======== GIVEN INFORMATION ========

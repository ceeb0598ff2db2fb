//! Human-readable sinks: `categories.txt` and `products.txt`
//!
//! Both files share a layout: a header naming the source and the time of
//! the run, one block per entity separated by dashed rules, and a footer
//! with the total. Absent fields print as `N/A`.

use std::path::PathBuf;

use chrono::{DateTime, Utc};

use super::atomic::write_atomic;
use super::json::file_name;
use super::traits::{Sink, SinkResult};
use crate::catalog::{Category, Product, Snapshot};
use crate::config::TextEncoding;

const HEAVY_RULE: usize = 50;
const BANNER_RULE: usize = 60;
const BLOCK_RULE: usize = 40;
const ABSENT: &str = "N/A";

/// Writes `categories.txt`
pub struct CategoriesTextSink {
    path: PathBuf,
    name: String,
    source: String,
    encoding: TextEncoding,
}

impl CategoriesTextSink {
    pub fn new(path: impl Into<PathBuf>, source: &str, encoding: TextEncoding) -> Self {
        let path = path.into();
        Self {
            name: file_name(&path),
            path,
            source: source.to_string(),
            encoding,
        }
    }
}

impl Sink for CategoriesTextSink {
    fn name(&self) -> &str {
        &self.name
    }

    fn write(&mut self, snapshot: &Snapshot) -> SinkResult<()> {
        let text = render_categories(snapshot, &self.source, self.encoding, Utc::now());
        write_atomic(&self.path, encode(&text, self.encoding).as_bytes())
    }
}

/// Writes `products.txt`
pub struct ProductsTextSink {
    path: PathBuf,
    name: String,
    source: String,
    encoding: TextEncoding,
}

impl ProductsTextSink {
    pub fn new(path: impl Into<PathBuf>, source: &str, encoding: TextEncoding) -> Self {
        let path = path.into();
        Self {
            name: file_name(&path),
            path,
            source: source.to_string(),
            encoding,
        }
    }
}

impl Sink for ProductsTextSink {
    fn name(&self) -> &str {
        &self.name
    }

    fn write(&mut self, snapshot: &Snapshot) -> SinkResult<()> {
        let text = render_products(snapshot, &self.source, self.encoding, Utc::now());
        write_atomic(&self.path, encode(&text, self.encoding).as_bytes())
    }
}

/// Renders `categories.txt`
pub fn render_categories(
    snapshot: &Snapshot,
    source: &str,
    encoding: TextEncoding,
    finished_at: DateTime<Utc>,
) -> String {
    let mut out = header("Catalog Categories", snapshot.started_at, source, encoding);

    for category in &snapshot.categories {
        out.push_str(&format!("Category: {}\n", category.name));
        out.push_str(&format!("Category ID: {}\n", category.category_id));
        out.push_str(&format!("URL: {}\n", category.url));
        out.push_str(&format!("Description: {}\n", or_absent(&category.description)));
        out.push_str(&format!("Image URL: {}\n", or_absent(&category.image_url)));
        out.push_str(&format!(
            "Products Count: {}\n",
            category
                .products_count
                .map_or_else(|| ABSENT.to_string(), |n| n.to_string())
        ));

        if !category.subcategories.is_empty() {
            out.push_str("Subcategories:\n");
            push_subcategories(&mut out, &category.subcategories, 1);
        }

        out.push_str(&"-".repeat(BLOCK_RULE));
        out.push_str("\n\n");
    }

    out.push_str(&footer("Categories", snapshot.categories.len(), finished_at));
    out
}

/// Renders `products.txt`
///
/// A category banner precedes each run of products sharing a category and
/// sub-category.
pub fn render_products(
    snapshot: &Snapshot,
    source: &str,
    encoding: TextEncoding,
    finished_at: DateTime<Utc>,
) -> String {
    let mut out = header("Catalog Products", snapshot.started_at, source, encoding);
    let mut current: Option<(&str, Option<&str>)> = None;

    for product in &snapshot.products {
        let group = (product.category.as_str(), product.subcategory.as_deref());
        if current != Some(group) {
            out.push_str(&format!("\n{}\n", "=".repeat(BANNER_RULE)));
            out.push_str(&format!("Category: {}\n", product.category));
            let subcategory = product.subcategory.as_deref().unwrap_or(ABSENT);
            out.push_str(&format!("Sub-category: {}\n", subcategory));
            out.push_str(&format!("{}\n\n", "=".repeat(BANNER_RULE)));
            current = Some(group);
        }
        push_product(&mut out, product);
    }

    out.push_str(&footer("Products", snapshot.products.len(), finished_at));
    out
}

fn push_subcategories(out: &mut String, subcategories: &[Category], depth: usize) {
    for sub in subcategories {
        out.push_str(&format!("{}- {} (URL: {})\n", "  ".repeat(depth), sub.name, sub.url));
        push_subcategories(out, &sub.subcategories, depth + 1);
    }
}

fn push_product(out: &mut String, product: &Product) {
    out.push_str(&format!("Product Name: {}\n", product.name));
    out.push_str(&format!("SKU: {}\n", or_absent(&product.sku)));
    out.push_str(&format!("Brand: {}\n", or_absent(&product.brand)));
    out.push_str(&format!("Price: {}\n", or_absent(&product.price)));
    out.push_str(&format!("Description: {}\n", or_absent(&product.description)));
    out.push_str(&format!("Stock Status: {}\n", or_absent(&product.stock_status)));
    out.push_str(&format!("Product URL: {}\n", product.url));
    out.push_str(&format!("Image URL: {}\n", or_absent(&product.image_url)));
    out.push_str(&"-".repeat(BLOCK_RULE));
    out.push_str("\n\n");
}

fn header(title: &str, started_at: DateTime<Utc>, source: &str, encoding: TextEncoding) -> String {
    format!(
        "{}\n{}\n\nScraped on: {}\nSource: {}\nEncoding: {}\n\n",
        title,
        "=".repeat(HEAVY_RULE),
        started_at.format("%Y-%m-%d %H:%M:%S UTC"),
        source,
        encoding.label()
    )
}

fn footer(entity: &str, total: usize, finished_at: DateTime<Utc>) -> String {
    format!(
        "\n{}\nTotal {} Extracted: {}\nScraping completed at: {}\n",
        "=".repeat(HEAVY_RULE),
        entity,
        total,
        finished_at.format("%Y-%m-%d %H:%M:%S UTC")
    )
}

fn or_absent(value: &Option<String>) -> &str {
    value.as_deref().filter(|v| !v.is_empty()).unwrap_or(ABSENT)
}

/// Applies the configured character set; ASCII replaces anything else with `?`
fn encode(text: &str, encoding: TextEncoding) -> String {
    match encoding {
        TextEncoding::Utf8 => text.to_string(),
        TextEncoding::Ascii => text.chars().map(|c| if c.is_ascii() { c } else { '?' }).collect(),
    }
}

========

ASSIGNMENT |
From the opening line of the data above through the line that contains "const BLOCK_RULE: usize = 40;", please print each line as it stands and only those lines.

EXERCISE RESPONSE |
repository ceeb0598ff2db2fb
//! Human-readable sinks: `categories.txt` and `products.txt`
//!
//! Both files share a layout: a header naming the source and the time of
//! the run, one block per entity separated by dashed rules, and a footer
//! with the total. Absent fields print as `N/A`.

use std::path::PathBuf;

use chrono::{DateTime, Utc};

use super::atomic::write_atomic;
use super::json::file_name;
use super::traits::{Sink, SinkResult};
use crate::catalog::{Category, Product, Snapshot};
use crate::config::TextEncoding;

const HEAVY_RULE: usize = 50;
const BANNER_RULE: usize = 60;
const BLOCK_RULE: usize = 40;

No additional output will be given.